Thinking in layers allows you to integrate your work and your personal time to create one life and one family.
Layer #1: Time Management
At an early age, I was introduced to the concept of time management. Each summer I had three jobs, and I had to make sure I could get to each one on time. Before I had a driver's license, that meant riding my bicycle or getting a ride from an older friend or my mom. Even after I could drive myself places, I had the added responsibility of making sure that my brother was where he was supposed to be. When the two of us were in high school, this included getting back and forth to sports and after-school activities. The free calendar from the local insurance company that hung on the wall in our kitchen was the time-management tool for my mom, my brother, and me.
Lists
We all have younger, more naïve versions of ourselves. Mine grappled with the idea that most lists were a waste of time. I believed that the time I spent making all those redundant lists would be better spent on doing the things I would be putting on the list. I justified this to myself by saying that I wouldn't forget anything that was important.

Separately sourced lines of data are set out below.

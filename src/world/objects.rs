//! Levers, gates and how they answer interaction requests

use bevy::prelude::*;
use std::collections::HashMap;

use crate::constants::*;
use crate::events::{EventBus, LoopEvent};
use crate::interaction::{Interactable, InteractionRequest};

use super::PressurePlate;

/// Two-state switch flipped by interaction
#[derive(Component, Debug, Clone, Default)]
pub struct Lever {
    pub on: bool,
}

impl Lever {
    pub fn toggle(&mut self) {
        self.on = !self.on;
    }
}

/// Opens while its trigger (a plate id or lever id) is active
#[derive(Component, Debug, Clone)]
pub struct Gate {
    pub trigger: String,
    pub open: bool,
}

impl Gate {
    pub fn new(trigger: impl Into<String>) -> Self {
        Self {
            trigger: trigger.into(),
            open: false,
        }
    }
}

/// Handle every interaction written this tick, live or echo.
/// Requests whose target no longer exists are dropped.
pub fn apply_interaction_requests(
    mut requests: MessageReader<InteractionRequest>,
    mut targets: Query<(&Interactable, Option<&mut Lever>)>,
    mut bus: ResMut<EventBus>,
) {
    for request in requests.read() {
        let Ok((interactable, lever)) = targets.get_mut(request.target) else {
            continue;
        };

        if let Some(mut lever) = lever {
            lever.toggle();
        }

        bus.emit(LoopEvent::Interaction {
            performer: request.performer,
            target: interactable.id.clone(),
        });
    }
}

/// Open or close gates to match their trigger
pub fn sync_gates(
    plates: Query<&PressurePlate>,
    levers: Query<(&Interactable, &Lever)>,
    mut gates: Query<&mut Gate>,
) {
    let mut active: HashMap<&str, bool> = HashMap::new();
    for plate in &plates {
        active.insert(plate.id.as_str(), plate.is_pressed());
    }
    for (interactable, lever) in &levers {
        active.insert(interactable.id.as_str(), lever.on);
    }

    for mut gate in &mut gates {
        let open = active.get(gate.trigger.as_str()).copied().unwrap_or(false);
        if gate.open != open {
            gate.open = open;
        }
    }
}

/// Recolor world objects whose state changed (no-op without sprites)
pub fn paint_world_objects(
    mut sprites: Query<
        (
            &mut Sprite,
            Option<&PressurePlate>,
            Option<&Lever>,
            Option<&Gate>,
        ),
        Or<(Changed<PressurePlate>, Changed<Lever>, Changed<Gate>)>,
    >,
) {
    for (mut sprite, plate, lever, gate) in &mut sprites {
        if let Some(plate) = plate {
            sprite.color = if plate.is_pressed() {
                PLATE_PRESSED_COLOR
            } else {
                PLATE_IDLE_COLOR
            };
        } else if let Some(lever) = lever {
            sprite.color = if lever.on { LEVER_ON_COLOR } else { LEVER_OFF_COLOR };
        } else if let Some(gate) = gate {
            sprite.color = if gate.open {
                GATE_OPEN_COLOR
            } else {
                GATE_CLOSED_COLOR
            };
        }
    }
}

#[cfg(test)]
mod tests {
    use super::*;
    use bevy::ecs::system::RunSystemOnce;

    #[test]
    fn test_gate_follows_plate_and_lever() {
        let mut world = World::new();
        let plate = world.spawn(PressurePlate::new("plate_a")).id();
        let lever = world.spawn((Interactable::new("lever_a"), Lever::default())).id();
        let plate_gate = world.spawn(Gate::new("plate_a")).id();
        let lever_gate = world.spawn(Gate::new("lever_a")).id();
        let orphan_gate = world.spawn(Gate::new("missing")).id();

        world.get_mut::<PressurePlate>(plate).unwrap().press();
        world.get_mut::<Lever>(lever).unwrap().toggle();
        world.run_system_once(sync_gates).unwrap();

        assert!(world.get::<Gate>(plate_gate).unwrap().open);
        assert!(world.get::<Gate>(lever_gate).unwrap().open);
        assert!(!world.get::<Gate>(orphan_gate).unwrap().open);

        world.get_mut::<PressurePlate>(plate).unwrap().release();
        world.run_system_once(sync_gates).unwrap();
        assert!(!world.get::<Gate>(plate_gate).unwrap().open);
    }
}
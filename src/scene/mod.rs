//! Scene module - TOML scene description and spawning

mod def;
mod spawn;

pub use def::*;
pub use spawn::spawn_scene;
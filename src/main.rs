//! Echo Loop - record a cycle, then watch your echo replay it
//!
//! Main entry point: app setup and system registration.

use bevy::prelude::*;
use echoloop::{
    ConfigWatcher, CurrentSettings, EchoLoopPlugin, EchoLoopSet, EventLogConfig,
    EventLogger, LoopSettings, SceneDef, capture_input, check_config_changes, constants::*,
    spawn_scene, ui,
};
use std::path::Path;

/// HUD line height above the scene
const HUD_Y: f32 = 300.0;

fn main() {
    let settings = LoopSettings::load();

    // Save settings on first run to ensure file exists
    if let Err(e) = settings.save() {
        warn!("Failed to save initial settings: {}", e);
    }

    let scene = SceneDef::load_or_default(Path::new(SCENE_FILE));
    let event_log = settings.event_log;

    let mut app = App::new();
    app.add_plugins(DefaultPlugins.set(WindowPlugin {
        primary_window: Some(Window {
            title: "Echo Loop".into(),
            ..default()
        }),
        ..default()
    }))
    .insert_resource(ClearColor(DEFAULT_BACKGROUND_COLOR))
    .insert_resource(CurrentSettings::new(settings))
    .insert_resource(scene)
    .init_resource::<ConfigWatcher>();

    if event_log {
        let mut logger = EventLogger::new(EventLogConfig::default());
        logger.start_session(&chrono::Local::now().to_rfc3339());
        app.insert_resource(logger);
    }

    app.add_plugins(EchoLoopPlugin)
        .add_systems(Startup, setup)
        .add_systems(
            Update,
            (
                capture_input.before(EchoLoopSet::Source),
                check_config_changes.before(EchoLoopSet::Source),
                (
                    ui::update_cycle_hud,
                    ui::dress_new_echoes,
                    ui::animate_echoes,
                )
                    .after(EchoLoopSet::Effects),
            ),
        )
        .run();
}

fn setup(mut commands: Commands, scene: Res<SceneDef>) {
    commands.spawn(Camera2d);
    spawn_scene(&mut commands, &scene, true);
    ui::spawn_cycle_hud(&mut commands, HUD_Y);
    info!(
        "Scene ready: {} plates, {} levers, {} gates",
        scene.plates.len(),
        scene.levers.len(),
        scene.gates.len()
    );
}
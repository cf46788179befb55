//! Input module - PlayerInput resource and capture_input system

use bevy::prelude::*;

use crate::constants::*;
use crate::cycle::{CyclePhase, CycleRequest, LoopOrchestrator};

/// Buffered input state for the live actor
#[derive(Resource, Default, Debug, Clone)]
pub struct PlayerInput {
    pub move_dir: Vec2,
    pub run_held: bool,
    pub jump_pressed: bool,     // Accumulates until consumed by movement
    pub interact_pressed: bool, // Accumulates until consumed by movement
    pub loop_pressed: bool,     // Start or stop the cycle
}

/// Runs in Update to capture keyboard and gamepad state.
pub fn capture_input(
    keyboard: Res<ButtonInput<KeyCode>>,
    gamepads: Query<&Gamepad>,
    mut input: ResMut<PlayerInput>,
) {
    let mut dir = Vec2::ZERO;
    if keyboard.pressed(KeyCode::KeyA) || keyboard.pressed(KeyCode::ArrowLeft) {
        dir.x -= 1.0;
    }
    if keyboard.pressed(KeyCode::KeyD) || keyboard.pressed(KeyCode::ArrowRight) {
        dir.x += 1.0;
    }
    if keyboard.pressed(KeyCode::KeyW) || keyboard.pressed(KeyCode::ArrowUp) {
        dir.y += 1.0;
    }
    if keyboard.pressed(KeyCode::KeyS) || keyboard.pressed(KeyCode::ArrowDown) {
        dir.y -= 1.0;
    }

    for gamepad in &gamepads {
        let stick = gamepad.left_stick();
        if stick.length() > MOVE_DEADZONE {
            dir += stick;
        }
    }

    input.move_dir = dir.clamp_length_max(1.0);

    input.run_held = keyboard.pressed(KeyCode::ShiftLeft)
        || keyboard.pressed(KeyCode::ShiftRight)
        || gamepads
            .iter()
            .any(|gp| gp.pressed(GamepadButton::RightTrigger));

    if keyboard.just_pressed(KeyCode::Space)
        || gamepads
            .iter()
            .any(|gp| gp.just_pressed(GamepadButton::South))
    {
        input.jump_pressed = true;
    }

    if keyboard.just_pressed(KeyCode::KeyE)
        || gamepads
            .iter()
            .any(|gp| gp.just_pressed(GamepadButton::West))
    {
        input.interact_pressed = true;
    }

    if keyboard.just_pressed(KeyCode::KeyL)
        || gamepads
            .iter()
            .any(|gp| gp.just_pressed(GamepadButton::North))
    {
        input.loop_pressed = true;
    }
}

/// Turn the loop button into a start or early-stop request
pub fn request_cycle_from_input(
    mut input: ResMut<PlayerInput>,
    orchestrator: Res<LoopOrchestrator>,
    mut requests: MessageWriter<CycleRequest>,
) {
    if !std::mem::take(&mut input.loop_pressed) {
        return;
    }
    match orchestrator.phase() {
        CyclePhase::Idle => {
            requests.write(CycleRequest::Start);
        }
        CyclePhase::Recording => {
            requests.write(CycleRequest::StopEarly);
        }
    }
}
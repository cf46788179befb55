//! Cycle orchestration - countdown and the record/spawn/reset state machine

mod countdown;
mod orchestrator;

pub use countdown::CycleCountdown;
pub use orchestrator::{
    ConfigError, CycleContext, CyclePhase, CycleRequest, EndReason, Guard, LoopOrchestrator,
    apply_loop_settings, forget_destroyed_echoes, run_loop_orchestrator,
};
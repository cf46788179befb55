//! Headless simulation - run the loop without rendering
//!
//! Provides the manually clocked app builder used by tests and a scripted
//! runner that prints every loop event.

pub mod app_builder;
pub mod config;
pub mod runner;

#[cfg(test)]
mod loop_test;

pub use app_builder::{HeadlessAppBuilder, run_for, step};
pub use config::SimConfig;
pub use runner::{SimReport, run_simulation};
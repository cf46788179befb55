//! Simulation configuration

use serde::{Deserialize, Serialize};

use crate::constants::SCENE_FILE;

/// Configuration for a scripted headless run
#[derive(Debug, Clone, Serialize, Deserialize)]
pub struct SimConfig {
    /// Cycles to record
    pub cycles: u32,
    /// Cycle duration override (None = settings file)
    pub cycle_duration: Option<f32>,
    /// Seconds per frame
    pub dt: f32,
    /// Seconds to keep running after the last cycle
    pub settle_secs: f32,
    /// Scene file
    pub scene: String,
    /// Write an .evlog file under logs/
    pub log_events: bool,
    /// Suppress per-event output
    pub quiet: bool,
}

impl Default for SimConfig {
    fn default() -> Self {
        Self {
            cycles: 3,
            cycle_duration: None,
            dt: 1.0 / 60.0,
            settle_secs: 5.0,
            scene: SCENE_FILE.to_string(),
            log_events: false,
            quiet: false,
        }
    }
}

impl SimConfig {
    /// Parse configuration from command line arguments
    pub fn from_args() -> Self {
        let args: Vec<String> = std::env::args().collect();
        Self::parse_args(&args[1..])
    }

    pub fn parse_args(args: &[String]) -> Self {
        let mut config = Self::default();

        let mut i = 0;
        while i < args.len() {
            let value = args.get(i + 1);
            match args[i].as_str() {
                "--cycles" => {
                    if let Some(n) = value.and_then(|v| v.parse().ok()) {
                        config.cycles = n;
                    }
                    i += 1;
                }
                "--duration" => {
                    config.cycle_duration = value.and_then(|v| v.parse().ok());
                    i += 1;
                }
                "--dt" => {
                    if let Some(dt) = value.and_then(|v| v.parse::<f32>().ok())
                        && dt > 0.0
                    {
                        config.dt = dt;
                    }
                    i += 1;
                }
                "--settle" => {
                    if let Some(s) = value.and_then(|v| v.parse().ok()) {
                        config.settle_secs = s;
                    }
                    i += 1;
                }
                "--scene" => {
                    if let Some(path) = value {
                        config.scene = path.clone();
                    }
                    i += 1;
                }
                "--log" => config.log_events = true,
                "--quiet" | "-q" => config.quiet = true,
                "--help" | "-h" => {
                    print_help();
                    std::process::exit(0);
                }
                other => eprintln!("Ignoring unknown argument: {}", other),
            }
            i += 1;
        }

        config
    }
}

fn print_help() {
    println!(
        r#"Echo loop simulation - scripted headless run

Usage: simulate [options]

Options:
  --cycles <n>       Cycles to record (default 3)
  --duration <secs>  Cycle duration (default: settings file)
  --dt <secs>        Seconds per frame (default 1/60)
  --settle <secs>    Run time after the last cycle (default 5)
  --scene <path>     Scene file (default assets/scene.toml)
  --log              Write an .evlog file under logs/
  -q, --quiet        Only print the summary
  -h, --help         Show this help"#
    );
}
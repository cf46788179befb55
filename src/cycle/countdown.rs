//! Cycle countdown - the recording window of one cycle
//!
//! Advanced by the orchestrator each tick; discarded on early stop.

/// Elapsed/total seconds of the running cycle
#[derive(Debug, Clone, Copy, PartialEq)]
pub struct CycleCountdown {
    elapsed: f32,
    duration: f32,
}

impl CycleCountdown {
    pub fn new(duration: f32) -> Self {
        Self {
            elapsed: 0.0,
            duration,
        }
    }

    /// Advance by `dt`. Returns true once the full duration has elapsed.
    pub fn tick(&mut self, dt: f32) -> bool {
        self.elapsed += dt.max(0.0);
        self.is_finished()
    }

    pub fn is_finished(&self) -> bool {
        self.elapsed >= self.duration
    }

    pub fn elapsed(&self) -> f32 {
        self.elapsed
    }

    pub fn duration(&self) -> f32 {
        self.duration
    }

    pub fn remaining(&self) -> f32 {
        (self.duration - self.elapsed).max(0.0)
    }

    /// Whole seconds left, rounded up (10, 9, ... 1, then 0)
    pub fn display_number(&self) -> u32 {
        self.remaining().ceil() as u32
    }

    /// 0.0 at start, 1.0 when finished
    pub fn progress(&self) -> f32 {
        if self.duration <= 0.0 {
            return 1.0;
        }
        (self.elapsed / self.duration).clamp(0.0, 1.0)
    }
}
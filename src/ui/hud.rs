//! HUD components and systems (cycle countdown and echo count)

use bevy::prelude::*;
use bevy::text::Justify;

use crate::constants::*;
use crate::cycle::LoopOrchestrator;

/// Cycle status text component
#[derive(Component)]
pub struct CycleHudText;

/// Spawn the status text above the arena (called from setup)
pub fn spawn_cycle_hud(commands: &mut Commands, y: f32) {
    commands.spawn((
        Text2d::new(""),
        TextFont {
            font_size: 24.0,
            ..default()
        },
        TextLayout::new_with_justify(Justify::Center),
        TextColor(TEXT_PRIMARY),
        Transform::from_xyz(0.0, y, 10.0),
        CycleHudText,
    ));
}

/// Text shown for the orchestrator's current state
pub fn cycle_hud_line(orchestrator: &LoopOrchestrator) -> String {
    let echoes = orchestrator.active_echo_count();
    match orchestrator.countdown() {
        Some(countdown) => format!(
            "REC {}  |  cycle {}  |  echoes {}",
            countdown.display_number(),
            orchestrator.cycle(),
            echoes
        ),
        None if orchestrator.require_zone() && !orchestrator.in_zone() => {
            format!("Return to the start zone  |  echoes {}", echoes)
        }
        None => format!("Press L to record  |  echoes {}", echoes),
    }
}

/// Update cycle status display
pub fn update_cycle_hud(
    orchestrator: Res<LoopOrchestrator>,
    mut text_query: Query<(&mut Text2d, &mut TextColor), With<CycleHudText>>,
) {
    let Ok((mut text, mut color)) = text_query.single_mut() else {
        return;
    };

    text.0 = cycle_hud_line(&orchestrator);
    *color = TextColor(if orchestrator.is_recording() {
        TEXT_RECORDING
    } else {
        TEXT_PRIMARY
    });
}
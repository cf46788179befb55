//! UI module - HUD and echo visuals

mod echoes;
mod hud;

pub use echoes::*;
pub use hud::*;
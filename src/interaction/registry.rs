//! Snapshot of interactables keyed by stable id

use bevy::prelude::*;
use std::collections::HashMap;

use super::{Interactable, InteractableId};

/// Stable id -> capability handle, captured once per echo spawn.
///
/// Handles go stale when an object is despawned or respawned later;
/// [`InteractableRegistry::resolve_live`] re-resolves them by id on use.
#[derive(Debug, Clone, Default)]
pub struct InteractableRegistry {
    by_id: HashMap<InteractableId, Entity>,
}

impl InteractableRegistry {
    /// Build a registry from the interactables currently in the world.
    /// The first entity wins when two share an id.
    pub fn snapshot<'a>(interactables: impl IntoIterator<Item = (Entity, &'a Interactable)>) -> Self {
        let mut by_id = HashMap::new();
        for (entity, interactable) in interactables {
            if let Some(existing) = by_id.get(&interactable.id) {
                warn!(
                    "Duplicate interactable id '{}' on {:?} (keeping {:?})",
                    interactable.id, entity, existing
                );
                continue;
            }
            by_id.insert(interactable.id.clone(), entity);
        }
        Self { by_id }
    }

    pub fn resolve(&self, id: &InteractableId) -> Option<Entity> {
        self.by_id.get(id).copied()
    }

    /// Resolve `id` to a live entity that carries it right now.
    ///
    /// The cached handle is tried first. If that entity is gone or now carries
    /// another id, the live interactables are searched by id and the cache is
    /// refreshed, so a respawned object keeps receiving replays. None only when
    /// nothing alive carries `id`.
    pub fn resolve_live(
        &mut self,
        id: &InteractableId,
        live: &Query<(Entity, &Interactable)>,
    ) -> Option<Entity> {
        if let Some(entity) = self.resolve(id)
            && let Ok((_, current)) = live.get(entity)
            && current.id == *id
        {
            return Some(entity);
        }

        let (entity, _) = live.iter().find(|(_, current)| current.id == *id)?;
        debug!("Interactable '{}' re-resolved to {:?}", id, entity);
        self.by_id.insert(id.clone(), entity);
        Some(entity)
    }

    pub fn len(&self) -> usize {
        self.by_id.len()
    }

    pub fn is_empty(&self) -> bool {
        self.by_id.is_empty()
    }
}

#[cfg(test)]
mod tests {
    use super::*;
    use bevy::ecs::system::SystemState;

    #[test]
    fn test_snapshot_keys_by_stable_id() {
        let mut world = World::new();
        let a = world.spawn(Interactable::new("lever_a")).id();
        let b = world.spawn(Interactable::new("lever_b")).id();

        let mut query = world.query::<(Entity, &Interactable)>();
        let registry = InteractableRegistry::snapshot(query.iter(&world));

        assert_eq!(registry.len(), 2);
        assert_eq!(registry.resolve(&"lever_a".into()), Some(a));
        assert_eq!(registry.resolve(&"lever_b".into()), Some(b));
        assert_eq!(registry.resolve(&"missing".into()), None);
    }

    #[test]
    fn test_duplicate_ids_keep_one_entry() {
        let mut world = World::new();
        world.spawn(Interactable::new("dup"));
        world.spawn(Interactable::new("dup"));

        let mut query = world.query::<(Entity, &Interactable)>();
        let registry = InteractableRegistry::snapshot(query.iter(&world));

        assert_eq!(registry.len(), 1);
        assert!(registry.resolve(&"dup".into()).is_some());
    }

    #[test]
    fn test_respawned_object_resolves_in_new_snapshot() {
        let mut world = World::new();
        let first = world.spawn(Interactable::new("gate_lever")).id();
        let mut query = world.query::<(Entity, &Interactable)>();
        let before = InteractableRegistry::snapshot(query.iter(&world));

        world.despawn(first);
        let second = world.spawn(Interactable::new("gate_lever")).id();
        let after = InteractableRegistry::snapshot(query.iter(&world));

        assert_eq!(before.resolve(&"gate_lever".into()), Some(first));
        assert_eq!(after.resolve(&"gate_lever".into()), Some(second));
    }

    fn resolve_in(world: &mut World, registry: &mut InteractableRegistry, id: &str) -> Option<Entity> {
        let mut state = SystemState::<Query<(Entity, &Interactable)>>::new(world);
        let live = state.get(world);
        registry.resolve_live(&id.into(), &live)
    }

    #[test]
    fn test_resolve_live_follows_respawned_object() {
        let mut world = World::new();
        let first = world.spawn(Interactable::new("lever_a")).id();
        let mut query = world.query::<(Entity, &Interactable)>();
        let mut registry = InteractableRegistry::snapshot(query.iter(&world));

        assert_eq!(resolve_in(&mut world, &mut registry, "lever_a"), Some(first));

        world.despawn(first);
        let second = world.spawn(Interactable::new("lever_a")).id();

        assert_eq!(resolve_in(&mut world, &mut registry, "lever_a"), Some(second));
        assert_eq!(registry.resolve(&"lever_a".into()), Some(second));
    }

    #[test]
    fn test_resolve_live_misses_when_id_is_gone() {
        let mut world = World::new();
        let lever = world.spawn(Interactable::new("lever_a")).id();
        let mut query = world.query::<(Entity, &Interactable)>();
        let mut registry = InteractableRegistry::snapshot(query.iter(&world));

        world.entity_mut(lever).insert(Interactable::new("lever_b"));
        assert_eq!(resolve_in(&mut world, &mut registry, "lever_a"), None);

        world.despawn(lever);
        assert_eq!(resolve_in(&mut world, &mut registry, "lever_a"), None);
    }
}
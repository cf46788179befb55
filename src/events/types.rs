//! Event type definitions for the logging system

use bevy::prelude::*;

use crate::cycle::{EndReason, Guard};
use crate::interaction::{InteractableId, Performer};

/// All loop events that can be logged
#[derive(Debug, Clone, PartialEq)]
pub enum LoopEvent {
    // === Session Events ===
    /// Session started (generated once per launch)
    SessionStart {
        session_id: String, // UUID v4
        timestamp: String,  // ISO 8601
    },

    // === Cycle Events ===
    CycleStarted {
        cycle: u32,
        cycle_id: String, // UUID v4
        start: Vec3,
    },
    CycleEnded {
        cycle: u32,
        reason: EndReason,
        samples: usize,
    },
    /// A start/stop request was refused
    GuardWarning { guard: Guard },

    // === Echo Events ===
    EchoSpawned { cycle: u32, echo: Entity },
    EchoSpawnFailed { cycle: u32, reason: String },
    EchoDespawned { echo: Entity },

    // === World Events ===
    Interaction {
        performer: Performer,
        target: InteractableId,
    },
    PlatePressed { plate: String },
    PlateReleased { plate: String, forced: bool },
}

impl LoopEvent {
    /// Short code used in the .evlog format
    pub fn type_code(&self) -> &'static str {
        match self {
            LoopEvent::SessionStart { .. } => "SS",
            LoopEvent::CycleStarted { .. } => "CS",
            LoopEvent::CycleEnded { .. } => "CE",
            LoopEvent::GuardWarning { .. } => "GW",
            LoopEvent::EchoSpawned { .. } => "ES",
            LoopEvent::EchoSpawnFailed { .. } => "EF",
            LoopEvent::EchoDespawned { .. } => "ED",
            LoopEvent::Interaction { .. } => "IN",
            LoopEvent::PlatePressed { .. } => "PP",
            LoopEvent::PlateReleased { .. } => "PR",
        }
    }
}
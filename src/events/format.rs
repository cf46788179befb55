//! Compact text format for loop event serialization
//!
//! Format: `T:NNNNNN|CODE|data...`
//! - T:NNNNNN = timestamp in milliseconds (6 digits, wraps at 999999)
//! - CODE = 2-char event type code
//! - data = pipe-separated values specific to event type
//!
//! Examples:
//! ```text
//! T:000000|SS|5b0e...|2026-10-18T12:00:00
//! T:001250|CS|1|c41f...|-120.0,40.0,0.0
//! T:003400|IN|L|lever_west
//! T:011250|CE|1|timeout|600
//! T:011250|ES|1|12v0
//! T:012000|IN|E1|lever_west
//! T:012100|PR|plate_north|forced
//! ```

use bevy::prelude::*;

use super::types::LoopEvent;

/// Format a position with fixed precision (1 decimal)
fn fmt_pos(pos: Vec3) -> String {
    format!("{:.1},{:.1},{:.1}", pos.x, pos.y, pos.z)
}

/// Serialize a LoopEvent to compact text format
pub fn serialize_event(time_ms: u32, event: &LoopEvent) -> String {
    let ts = format!("T:{:06}", time_ms % 1_000_000);
    let code = event.type_code();

    let data = match event {
        LoopEvent::SessionStart {
            session_id,
            timestamp,
        } => format!("{}|{}", session_id, timestamp),
        LoopEvent::CycleStarted {
            cycle,
            cycle_id,
            start,
        } => format!("{}|{}|{}", cycle, cycle_id, fmt_pos(*start)),
        LoopEvent::CycleEnded {
            cycle,
            reason,
            samples,
        } => format!("{}|{}|{}", cycle, reason, samples),
        LoopEvent::GuardWarning { guard } => guard.to_string(),
        LoopEvent::EchoSpawned { cycle, echo } => format!("{}|{}", cycle, echo),
        LoopEvent::EchoSpawnFailed { cycle, reason } => format!("{}|{}", cycle, reason),
        LoopEvent::EchoDespawned { echo } => echo.to_string(),
        LoopEvent::Interaction { performer, target } => format!("{}|{}", performer, target),
        LoopEvent::PlatePressed { plate } => plate.clone(),
        LoopEvent::PlateReleased { plate, forced } => {
            if *forced {
                format!("{}|forced", plate)
            } else {
                plate.clone()
            }
        }
    };

    format!("{}|{}|{}", ts, code, data)
}
//! Settings file auto-reload system
//!
//! Polls the settings file every few seconds and reloads it when modified.
//! A new cycle duration is picked up by the orchestrator at the next cycle.

use bevy::prelude::*;
use std::fs;
use std::path::{Path, PathBuf};
use std::time::SystemTime;

use crate::settings::{CurrentSettings, LoopSettings, SETTINGS_FILE};

/// How often to check for config changes (seconds)
const CHECK_INTERVAL: f32 = 2.0;

/// Tracks the modification time of the settings file for hot-reload
#[derive(Resource)]
pub struct ConfigWatcher {
    /// Time since last check
    pub timer: f32,
    pub path: PathBuf,
    /// Last known modification time
    pub settings_mtime: Option<SystemTime>,
}

impl Default for ConfigWatcher {
    fn default() -> Self {
        Self::new(PathBuf::from(SETTINGS_FILE))
    }
}

impl ConfigWatcher {
    pub fn new(path: PathBuf) -> Self {
        let settings_mtime = get_mtime(&path);
        Self {
            timer: 0.0,
            path,
            settings_mtime,
        }
    }

    /// Re-read the file if its mtime moved. Returns the new settings when
    /// they parse and differ from `current`.
    pub fn poll(&mut self, current: &LoopSettings) -> Option<LoopSettings> {
        let mtime = get_mtime(&self.path);
        if mtime == self.settings_mtime {
            return None;
        }
        self.settings_mtime = mtime;

        let content = match fs::read_to_string(&self.path) {
            Ok(content) => content,
            Err(e) => {
                warn!("Settings file {} unreadable: {}, keeping current", self.path.display(), e);
                return None;
            }
        };
        match LoopSettings::parse(&content) {
            Ok(settings) if settings != *current => Some(settings),
            Ok(_) => None,
            Err(e) => {
                warn!("Settings file {} invalid: {}, keeping current", self.path.display(), e);
                None
            }
        }
    }
}

/// Get file modification time, or None if file doesn't exist
fn get_mtime(path: &Path) -> Option<SystemTime> {
    fs::metadata(path).ok().and_then(|m| m.modified().ok())
}

/// Check for settings changes every CHECK_INTERVAL seconds
pub fn check_config_changes(
    time: Res<Time>,
    mut watcher: ResMut<ConfigWatcher>,
    mut settings: ResMut<CurrentSettings>,
) {
    watcher.timer += time.delta_secs();
    if watcher.timer < CHECK_INTERVAL {
        return;
    }
    watcher.timer = 0.0;

    if let Some(new_settings) = watcher.poll(&settings.settings) {
        info!("Auto-reloaded settings from {}", watcher.path.display());
        settings.settings = new_settings;
    }
}

#[cfg(test)]
mod tests {
    use super::*;

    #[test]
    fn test_poll_picks_up_changes_and_skips_bad_files() {
        let dir = std::env::temp_dir().join(format!("echoloop_watch_{}", std::process::id()));
        let path = dir.join("loop_settings.json");
        let _ = fs::remove_dir_all(&dir);

        let mut watcher = ConfigWatcher::new(path.clone());
        let current = LoopSettings::default();
        assert!(watcher.poll(&current).is_none());

        let changed = LoopSettings {
            cycle_duration: 3.0,
            ..Default::default()
        };
        changed.save_to(&path).unwrap();
        assert_eq!(watcher.poll(&current), Some(changed.clone()));
        // Same mtime, nothing new
        assert!(watcher.poll(&current).is_none());

        fs::write(&path, "{ not json").unwrap();
        watcher.settings_mtime = None;
        assert!(watcher.poll(&changed).is_none());

        let _ = fs::remove_dir_all(dir);
    }
}
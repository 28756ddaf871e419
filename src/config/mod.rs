//! # Configuration Module
//!
//! This module handles application configuration loading and management.
//! Configuration can be loaded from:
//! - Environment variables (prefixed with APP__)
//! - Configuration files (config/default.toml, config/{environment}.toml)
//! - .env files (via dotenvy)
//!
//! ## Usage
//!
//! ```rust,ignore
//! use course_service::config::Settings;
//!
//! let settings = Settings::load()?;
//! println!("Server will listen on {}", settings.server_addr());
//! ```

mod settings;

pub use settings::*;
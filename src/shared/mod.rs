//! Shared Utilities
//!
//! Common utilities used across all layers.

pub mod error;
pub mod validation;
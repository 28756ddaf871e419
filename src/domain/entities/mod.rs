//! # Domain Entities
//!
//! - **Course**: a named record with a server-assigned identifier
//!
//! ## Repository Traits
//!
//! Each entity has an associated repository trait defining data access operations.
//! These traits are implemented in the infrastructure layer.

mod course;

pub use course::{
    normalize_name, Course, CourseFilter, CourseNameError, CoursePatch, CourseRepository,
    NewCourse, MAX_COURSE_NAME_LENGTH,
};

#[cfg(test)]
pub use course::MockCourseRepository;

I definitely changed my mind, and I perfected my time-management skills out of necessity. My true appreciation for list-making came when I became VP of Product Management at Qwest Communications and my children were in elementary school. At work, I managed a large, growing team and had ever-expanding deliverables. At home, there were always field trips or away games to prepare for, bake sales to support, or parent-teacher conferences to attend. I was determined to be a good parent by staying involved while still accomplishing everything at the office. So I kept lists.
My process was to start with checklists in my head, categorize them, and then jot them down with the first pen and paper I could find. Also, when ink met the paper, my lists often fell into categories, such as grocery shopping, meal ideas, meeting agendas, and phone calls to make, among others.
My lists helped me kill the erroneous idea of multitasking. Instead of spreading myself too thin by working on multiple things at once, I focused on the big picture and broke it into small pieces.
I was also willing to crumple up my lists and start over. It wasn't about having twenty things to do; it was about having three or four. And those three or four would be scheduled, accomplished, and crossed off the list. Whenever the list began to overwhelm me, I knew it needed to be cut down to size. I always made my lists based on prioritizing what needed to get done next. Which item on my list was the wolf at the door?
Because so many things compete for my attention, I scribble thoughts and ideas in order to make lists of them. I do this out of necessity, and everyone who knows me makes fun of my ongoing scribbling, but I don't care. My lists allow me to be efficient and highly effective. They keep me on track and prevent me from getting overwhelmed.
Take the time to make lists, and make the time to complete the tasks on them.
Assign Time Limits for Everything You Do
Just how do you "make the time" to accomplish everything on your list that you set out to do? After all, the list is only effective if the items on it can be realistically completed. If you don't assign a time limit to completing each item, a list is just a paper mire—albeit one that reveals your priorities—without any proper results.
Begin by assigning a time limit for completing every item on your list.